Io solo quindi, che lo conoscevo, non mossi ciglio e non dubitai che dicesse sul serio: degli altri invece, il Rosetti si volse a me sorridendo: l’ammiraglio squadrò lo strano interlocutore come per leggergli sulla faccia se intendeva scherzare: il capitano, piegandosi verso di me, mormorò a mezza voce: «Non le pare un po’ troppo?»: ma incerti tutti se l’avvocato dicesse o no sul serio, nessuno rispose. L’Alverighi però non li lasciò a lungo nel dubbio.

— Un europeo — egli disse, — non può capire New-York. New-York è l’intestino dell’America che digerisce le immondizie di tutta la terra, i rifiuti dell’universo: e di quelli fa un sangue purissimo, che nutre un continente....

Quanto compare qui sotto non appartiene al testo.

//! Wire-level payment types.
//!
//! Every struct here mirrors the camelCase JSON shape described in the
//! protocol: `#[serde(rename_all = "camelCase")]` everywhere, `Network`
//! serializing as its bare wire name, and integer-bearing fields that are
//! nonetheless transported as decimal strings carried as validated newtypes
//! rather than bare `String`.

use crate::network::Network;
use serde::{Deserialize, Deserializer, Serialize, Serializer};
use std::str::FromStr;

/// An unsigned 256-bit-range integer amount, transported as a decimal
/// string. Used for `maxAmountRequired` and `value`.
#[derive(Debug, Clone, PartialEq, Eq)]
pub struct AtomicAmount(u128);

#[derive(Debug, thiserror::Error)]
#[error("amount must be an integer encoded as a string, got {0:?}")]
pub struct InvalidAtomicAmount(String);

impl AtomicAmount {
    pub fn new(value: u128) -> Self {
        Self(value)
    }

    pub fn value(&self) -> u128 {
        self.0
    }
}

impl FromStr for AtomicAmount {
    type Err = InvalidAtomicAmount;

    fn from_str(s: &str) -> Result<Self, Self::Err> {
        s.parse::<u128>()
            .map(AtomicAmount)
            .map_err(|_| InvalidAtomicAmount(s.to_string()))
    }
}

impl std::fmt::Display for AtomicAmount {
    fn fmt(&self, f: &mut std::fmt::Formatter<'_>) -> std::fmt::Result {
        write!(f, "{}", self.0)
    }
}

impl Serialize for AtomicAmount {
    fn serialize<S: Serializer>(&self, serializer: S) -> Result<S::Ok, S::Error> {
        serializer.serialize_str(&self.0.to_string())
    }
}

impl<'de> Deserialize<'de> for AtomicAmount {
    fn deserialize<D: Deserializer<'de>>(deserializer: D) -> Result<Self, D::Error> {
        let raw = String::deserialize(deserializer)?;
        raw.parse().map_err(serde::de::Error::custom)
    }
}

impl Serialize for Network {
    fn serialize<S: Serializer>(&self, serializer: S) -> Result<S::Ok, S::Error> {
        serializer.serialize_str(self.as_str())
    }
}

impl<'de> Deserialize<'de> for Network {
    fn deserialize<D: Deserializer<'de>>(deserializer: D) -> Result<Self, D::Error> {
        let raw = String::deserialize(deserializer)?;
        crate::network::parse_network(&raw).map_err(serde::de::Error::custom)
    }
}

/// `decimals ∈ [0, 255]`, so a bare `u8` already enforces the validator; kept
/// as an alias for readability at call sites.
pub type Decimals = u8;

/// EIP-712 domain fields recorded under `extra` on a [`PaymentRequirements`].
#[derive(Debug, Clone, PartialEq, Eq, Serialize, Deserialize)]
pub struct Eip712Domain {
    pub name: String,
    pub version: String,
}

/// HTTP method recorded under `outputSchema.input.method`.
#[derive(Debug, Clone, Copy, PartialEq, Eq, Serialize, Deserialize)]
pub enum HttpMethod {
    GET,
    POST,
    PUT,
    DELETE,
    PATCH,
    OPTIONS,
    HEAD,
}

impl std::fmt::Display for HttpMethod {
    fn fmt(&self, f: &mut std::fmt::Formatter<'_>) -> std::fmt::Result {
        let s = match self {
            HttpMethod::GET => "GET",
            HttpMethod::POST => "POST",
            HttpMethod::PUT => "PUT",
            HttpMethod::DELETE => "DELETE",
            HttpMethod::PATCH => "PATCH",
            HttpMethod::OPTIONS => "OPTIONS",
            HttpMethod::HEAD => "HEAD",
        };
        f.write_str(s)
    }
}

/// The request-shape description nested under `outputSchema.input`.
///
/// Only `type`, `method`, and `discoverable` are populated by the
/// middleware itself (§4.H); the remaining fields exist so a caller building
/// `PaymentRequirements` directly (or a future middleware extension) can
/// describe richer discovery metadata, per the Python reference's
/// `HTTPInputSchema`.
#[derive(Debug, Clone, Default, PartialEq, Serialize, Deserialize)]
#[serde(rename_all = "camelCase")]
pub struct HttpInputSchema {
    #[serde(skip_serializing_if = "Option::is_none")]
    pub query_params: Option<std::collections::HashMap<String, String>>,
    #[serde(skip_serializing_if = "Option::is_none")]
    pub body_type: Option<String>,
    #[serde(skip_serializing_if = "Option::is_none")]
    pub body_fields: Option<serde_json::Value>,
    #[serde(skip_serializing_if = "Option::is_none")]
    pub header_fields: Option<serde_json::Value>,
}

#[derive(Debug, Clone, PartialEq, Serialize)]
#[serde(rename_all = "camelCase")]
pub struct HttpRequestStructure {
    #[serde(rename = "type")]
    pub kind: &'static str,
    pub method: HttpMethod,
    pub discoverable: bool,
    #[serde(flatten)]
    pub input: HttpInputSchema,
}

impl HttpRequestStructure {
    pub fn new(method: HttpMethod, discoverable: bool) -> Self {
        Self {
            kind: "http",
            method,
            discoverable,
            input: HttpInputSchema::default(),
        }
    }
}

#[derive(Deserialize)]
#[serde(rename_all = "camelCase")]
struct HttpRequestStructureWire {
    #[serde(rename = "type")]
    #[allow(dead_code)]
    kind: String,
    method: HttpMethod,
    discoverable: bool,
    #[serde(flatten)]
    input: HttpInputSchema,
}

impl<'de> Deserialize<'de> for HttpRequestStructure {
    fn deserialize<D: Deserializer<'de>>(deserializer: D) -> Result<Self, D::Error> {
        let wire = HttpRequestStructureWire::deserialize(deserializer)?;
        Ok(HttpRequestStructure {
            kind: "http",
            method: wire.method,
            discoverable: wire.discoverable,
            input: wire.input,
        })
    }
}

#[derive(Debug, Clone, PartialEq, Serialize, Deserialize)]
#[serde(rename_all = "camelCase")]
pub struct OutputSchema {
    pub input: HttpRequestStructure,
    #[serde(skip_serializing_if = "Option::is_none")]
    pub output: Option<serde_json::Value>,
}

/// One payment option the server will accept.
#[derive(Debug, Clone, PartialEq, Serialize, Deserialize)]
#[serde(rename_all = "camelCase")]
pub struct PaymentRequirements {
    pub scheme: String,
    pub network: Network,
    pub max_amount_required: AtomicAmount,
    pub resource: String,
    pub description: String,
    pub mime_type: String,
    #[serde(skip_serializing_if = "Option::is_none")]
    pub output_schema: Option<OutputSchema>,
    pub pay_to: String,
    pub max_timeout_seconds: u64,
    pub asset: String,
    #[serde(skip_serializing_if = "Option::is_none")]
    pub extra: Option<Eip712Domain>,
}

/// The body of a 402 response.
#[derive(Debug, Clone, PartialEq, Serialize, Deserialize)]
#[serde(rename_all = "camelCase")]
pub struct PaymentRequiredResponse {
    pub x402_version: u8,
    pub accepts: Vec<PaymentRequirements>,
    pub error: String,
}

/// The signed token-transfer authorization.
#[derive(Debug, Clone, PartialEq, Serialize, Deserialize)]
#[serde(rename_all = "camelCase")]
pub struct Eip3009Authorization {
    pub from: String,
    pub to: String,
    pub value: AtomicAmount,
    pub valid_after: crate::timestamp::UnixTimestamp,
    pub valid_before: crate::timestamp::UnixTimestamp,
    /// `0x`-prefixed 32-byte nonce. Always rendered with the prefix; see
    /// [`crate::codec`] for the byte <-> hex boundary.
    pub nonce: String,
}

#[derive(Debug, Clone, PartialEq, Serialize, Deserialize)]
#[serde(rename_all = "camelCase")]
pub struct ExactPaymentPayload {
    pub signature: String,
    pub authorization: Eip3009Authorization,
}

/// The framed envelope carried in the `X-PAYMENT` request header.
#[derive(Debug, Clone, PartialEq, Serialize, Deserialize)]
#[serde(rename_all = "camelCase")]
pub struct PaymentPayload {
    pub x402_version: u8,
    pub scheme: String,
    pub network: Network,
    pub payload: ExactPaymentPayload,
}

#[derive(Debug, Clone, PartialEq)]
pub struct VerifyResponse {
    pub is_valid: bool,
    pub invalid_reason: Option<String>,
    pub payer: Option<String>,
}

#[derive(Serialize, Deserialize)]
#[serde(rename_all = "camelCase")]
struct VerifyResponseWire {
    is_valid: bool,
    #[serde(skip_serializing_if = "Option::is_none")]
    invalid_reason: Option<String>,
    #[serde(skip_serializing_if = "Option::is_none")]
    payer: Option<String>,
}

impl Serialize for VerifyResponse {
    fn serialize<S: Serializer>(&self, serializer: S) -> Result<S::Ok, S::Error> {
        VerifyResponseWire {
            is_valid: self.is_valid,
            invalid_reason: self.invalid_reason.clone(),
            payer: self.payer.clone(),
        }
        .serialize(serializer)
    }
}

impl<'de> Deserialize<'de> for VerifyResponse {
    fn deserialize<D: Deserializer<'de>>(deserializer: D) -> Result<Self, D::Error> {
        let wire = VerifyResponseWire::deserialize(deserializer)?;
        Ok(VerifyResponse {
            is_valid: wire.is_valid,
            invalid_reason: wire.invalid_reason,
            payer: wire.payer,
        })
    }
}

#[derive(Debug, Clone, PartialEq)]
pub struct SettleResponse {
    pub success: bool,
    pub error_reason: Option<String>,
    pub transaction: Option<String>,
    pub network: Option<String>,
    pub payer: Option<String>,
}

#[derive(Serialize, Deserialize)]
#[serde(rename_all = "camelCase")]
struct SettleResponseWire {
    success: bool,
    #[serde(skip_serializing_if = "Option::is_none")]
    error_reason: Option<String>,
    #[serde(skip_serializing_if = "Option::is_none")]
    transaction: Option<String>,
    #[serde(skip_serializing_if = "Option::is_none")]
    network: Option<String>,
    #[serde(skip_serializing_if = "Option::is_none")]
    payer: Option<String>,
}

impl Serialize for SettleResponse {
    fn serialize<S: Serializer>(&self, serializer: S) -> Result<S::Ok, S::Error> {
        SettleResponseWire {
            success: self.success,
            error_reason: self.error_reason.clone(),
            transaction: self.transaction.clone(),
            network: self.network.clone(),
            payer: self.payer.clone(),
        }
        .serialize(serializer)
    }
}

impl<'de> Deserialize<'de> for SettleResponse {
    fn deserialize<D: Deserializer<'de>>(deserializer: D) -> Result<Self, D::Error> {
        let wire = SettleResponseWire::deserialize(deserializer)?;
        Ok(SettleResponse {
            success: wire.success,
            error_reason: wire.error_reason,
            transaction: wire.transaction,
            network: wire.network,
            payer: wire.payer,
        })
    }
}

#[derive(Debug, Clone, PartialEq, Serialize, Deserialize)]
#[serde(rename_all = "camelCase")]
pub struct DiscoveredResource {
    pub resource: String,
    #[serde(rename = "type")]
    pub kind: String,
    pub x402_version: u8,
    pub accepts: Vec<PaymentRequirements>,
    pub last_updated: String,
    #[serde(skip_serializing_if = "Option::is_none")]
    pub metadata: Option<serde_json::Value>,
}

#[derive(Debug, Clone, Default, PartialEq, Serialize, Deserialize)]
#[serde(rename_all = "camelCase")]
pub struct ListDiscoveryResourcesRequest {
    #[serde(skip_serializing_if = "Option::is_none")]
    pub r#type: Option<String>,
    #[serde(skip_serializing_if = "Option::is_none")]
    pub limit: Option<u64>,
    #[serde(skip_serializing_if = "Option::is_none")]
    pub offset: Option<u64>,
}

#[derive(Debug, Clone, PartialEq, Serialize, Deserialize)]
#[serde(rename_all = "camelCase")]
pub struct DiscoveryResourcesPagination {
    pub limit: u64,
    pub offset: u64,
    pub total: u64,
}

#[derive(Debug, Clone, PartialEq, Serialize, Deserialize)]
#[serde(rename_all = "camelCase")]
pub struct ListDiscoveryResourcesResponse {
    pub x402_version: u8,
    pub items: Vec<DiscoveredResource>,
    pub pagination: DiscoveryResourcesPagination,
}

pub const X402_VERSION: u8 = 1;

#[cfg(test)]
mod tests {
    use super::*;

    fn sample_requirements() -> PaymentRequirements {
        PaymentRequirements {
            scheme: "exact".into(),
            network: Network::BscMainnet,
            max_amount_required: AtomicAmount::new(1000),
            resource: "https://example.com/protected".into(),
            description: "".into(),
            mime_type: "".into(),
            output_schema: Some(OutputSchema {
                input: HttpRequestStructure::new(HttpMethod::GET, true),
                output: None,
            }),
            pay_to: "0xabc".into(),
            max_timeout_seconds: 60,
            asset: "0x036CbD53842c5426634e7929541eC2318f3dCF7e".into(),
            extra: Some(Eip712Domain {
                name: "USDC".into(),
                version: "2".into(),
            }),
        }
    }

    #[test]
    fn payment_requirements_round_trip_camel_case() {
        let req = sample_requirements();
        let json = serde_json::to_value(&req).unwrap();
        assert_eq!(json["maxAmountRequired"], "1000");
        assert_eq!(json["payTo"], "0xabc");
        assert_eq!(json["network"], "bsc-mainnet");
        let back: PaymentRequirements = serde_json::from_value(json).unwrap();
        assert_eq!(back, req);
    }

    #[test]
    fn verify_response_wire_shape() {
        let resp = VerifyResponse {
            is_valid: false,
            invalid_reason: Some("expired".into()),
            payer: None,
        };
        let json = serde_json::to_value(&resp).unwrap();
        assert_eq!(json["isValid"], false);
        assert_eq!(json["invalidReason"], "expired");
        assert!(json.get("payer").is_none());
    }

    #[test]
    fn settle_response_success_omits_error_reason() {
        let resp = SettleResponse {
            success: true,
            error_reason: None,
            transaction: Some("0xdead".into()),
            network: Some("bsc-mainnet".into()),
            payer: Some("0xabc".into()),
        };
        let json = serde_json::to_value(&resp).unwrap();
        assert!(json.get("errorReason").is_none());
        assert_eq!(json["transaction"], "0xdead");
    }

    #[test]
    fn atomic_amount_rejects_non_integer() {
        assert!("abc".parse::<AtomicAmount>().is_err());
        assert!("-5".parse::<AtomicAmount>().is_err());
        assert_eq!("1000".parse::<AtomicAmount>().unwrap().value(), 1000);
    }

    #[test]
    fn unsupported_network_fails_to_deserialize() {
        let json = serde_json::json!({
            "scheme": "exact",
            "network": "ethereum-mainnet",
            "maxAmountRequired": "1000",
            "resource": "https://example.com",
            "description": "",
            "mimeType": "",
            "payTo": "0xabc",
            "maxTimeoutSeconds": 60,
            "asset": "0xabc"
        });
        let result: Result<PaymentRequirements, _> = serde_json::from_value(json);
        assert!(result.is_err());
    }
}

Ed entrato in questo intestino per la bocca della metafora, chi sa per qual via ne sarebbe uscito, se le braccia nude, le spalle ravvolte in un velo celeste, i cui lembi le svolazzavano ai fianchi, sfolgorante in una sfarzosa veste azzurra di gala, come venisse a un pranzo di cerimonia, non fosse comparsa a questo punto sulla porta una signora. Il capo dei camerieri accorse a lei e le fu guida fino al posto che tra l’ammiraglio e il Cavalcanti era vuoto: l’ammiraglio e il Cavalcanti si levarono in piedi, per ossequiarla, e la fecero sedere: ma la sala, una modesta sala dove poche signore pranzavano indossando le vesti della giornata, e che non si aspettava nè quel lusso nè quelle braccia nude, sbalordita smise tutta di pranzare e di discorrere, per rimirarla. Era giovane ancora — trentacinque anni le avrei dati, così a occhio — e in un piccolo viso ovale aveva degli occhi dorati e ridenti, una bella fronte candida, delle sopraciglia nere e sottili, un piccolo naso profilato e una piccola bocca rossa e fresca. Intanto essa, in cospetto della sala ammutolita e senza sentire il silenzio in cui l’aveva piombata, buttava a tergo il velo mostrando dopo le braccia le spalle nude e un magnifico vezzo di perle: poi il busto e la testa erette, appoggiata ai bracciuoli della poltrona, aspettando di esser servita, fece un cenno del capo e un sorrisetto a ognuno di noi a mano a mano che l’ammiraglio la presentava, mormorando un nome che non intesi: infine, questa cerimonia compiuta, prese a sorbire il brodo servitole dal cameriere, con la fretta di chi giunge affamato a mezzo del pranzo.

Il pranzo era stato sospeso per un istante. Ma ecco i camerieri accorsero con la terza portata: coltelli e forchette a poco a poco tinnirono di nuovo sui piatti; occhi e discorsi, per un istante sviati, ripigliarono la via dei loro oggetti consueti. Al nostro tavolo non l’Alverighi, messo un po’ in soggezione dalla bella sconosciuta, ma l’ammiraglio, che certamente la conosceva, ricominciò la conversazione. Parlando per la prima volta in francese (avevamo fin allora adoperato l’italiano, che i due brasiliani parlavano benissimo) con un certo fare malizioso e un accorto sorriso:

— Sa di che cosa stavamo ragionando, signora? — le disse. — Indovini! Di New-York. E il signore, — accennò l’Alverighi, ciò dicendo, — ci dimostrava che New-York è la più bella città del mondo! Sicuro: del mondo!

— New-York? — esclamò, riavuta dal primo stupore, la signora, — New-York?

E scoppiò in una risata squillante.

Sbirciai l’Alverighi con la coda dell’occhio: si rannuvolava! Ma l’ammiraglio continuò a far l’ingenuo.

— Dunque, lei, che ci vive da tanti anni, non è di questo parere?

— Ma ammiraglio, — protestò allora la signora tirandosi il velo sul collo, — lei sa che io ho orrore di tutte le cose che mancano d’armonia e di proporzione.